# I developed several strategies to handle the dataset.

### 3. Model Training with Tracking (MLflow)
### 4. Model Validation & Evaluation (offline, metrics-based)
### 5. Model Fine-Tuning
### 6. Model Prediction & Exporting (real-world & deployment readiness)
### 7. Model Monitoring & Maintenance (post-deployment)
### 8. Flask API (serving layer)

## 3. Model Training with Tracking (MLflow)

### Experiment on MLflow Dataset Tracking

In [None]:
# from collections import defaultdict
# from tqdm import tqdm
# from pathlib import Path

In [None]:
# # YOLO metadata extraction

# def extract_yolo_metadata(splits_path):
#     images_path = os.path.join(splits_path, "images")
#     labels_path = os.path.join(splits_path, "labels")
    
#     images_dir = os.listdir(images_path)
#     labels_dir = os.listdir(labels_path)
    
#     # Storage variables
#     image_count = 0
#     label_count = 0
#     other_format_image = 0
#     total_bboxes = 0

#     images_per_class = defaultdict(int)
#     objects_per_image = defaultdict(int)
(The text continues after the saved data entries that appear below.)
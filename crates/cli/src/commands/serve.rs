use clap::Args;
use common::config::read_config;
use common::error::ValidatorError;
use shared_clients::default_registry;
use std::path::Path;
use validation_web::run_backend;

#[derive(Args, Debug, Clone)]
pub struct ServeArgs {
    /// Address to bind, overrides `server.addr`
    #[arg(long)]
    pub addr: Option<String>,
    /// Probe deadline in milliseconds, overrides `probe.timeout_ms`
    #[arg(long = "probe-timeout-ms")]
    pub probe_timeout_ms: Option<u64>,
}

pub async fn handle_serve(args: ServeArgs, config_path: Option<&Path>) -> Result<(), ValidatorError> {
    let config = read_config(config_path)
        .map_err(|e| ValidatorError::Init(Box::new(e)))?
        .with_overrides(args.addr, args.probe_timeout_ms);
    config
        .validate()
        .map_err(|e| ValidatorError::Init(Box::new(e)))?;

    let registry = default_registry().map_err(|e| ValidatorError::Init(Box::new(e)))?;
    run_backend(&config, registry)
        .await
        .map_err(|e| ValidatorError::Serve(Box::new(e)))
}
#     missing_label_files = []
#     empty_label_files = []
#     images_without_annotations = []
#     bbox_areas = []

    
#     for img_file in tqdm(images_dir):
#         if not img_file.lower().endswith((".jpg", ".png", ".jpeg")):
#             other_format_image += 1
#             continue
        
#         image_count += 1
#         image_name = os.path.splitext(img_file)[0]
#         label_file = os.path.join(labels_path, f"{image_name}.txt")
        
#         # Check if label file exists
#         if not os.path.exists(label_file):
#             missing_label_files.append(img_file)
#             images_without_annotations.append(img_file)
#             continue
#         else:
#             label_count += 1
        
#         # Read annotate 
#         with open(label_file, "r") as f:
#             lines = f.readlines()
        
#         if lines == [''] or len(lines) == 0:
#             empty_label_files.append(img_file)
#             images_without_annotations.append(img_file)
#             continue
        
#         # Count objects
#         objects_per_image[img_file] = len(lines)
#         total_bboxes += len(lines)
        
#         # Count instances
#         for line in lines:
#             cls, x, y, w, h = map(float, line.split())
#             cls = int(cls)
#             images_per_class[cls] += 1
            
#             # Calculate bbox area
#             bbox_area = w * h
#             bbox_areas.append(bbox_area)
    
#     return {
#         "num_images": image_count,
#         "num_labels": label_count,
#         "total_bboxes": total_bboxes,
#         "images_per_class": images_per_class,
#         "num_classes": len(images_per_class),
#         "other_format_images": other_format_image,
#         "missing_label_files": missing_label_files,
#         "empty_label_files": empty_label_files,
#         "images_without_annotations": images_without_annotations,
#         "objects_per_image": objects_per_image,
#         "bbox_areas": bbox_areas 
#     }

In [None]:
# # Save metadata as JSON artifact

# import json

# meta_all = {}

# for split in ["train", "valid", "test"]:
#     meta_all[split] = extract_yolo_metadata(f"../datasets/data/{split}")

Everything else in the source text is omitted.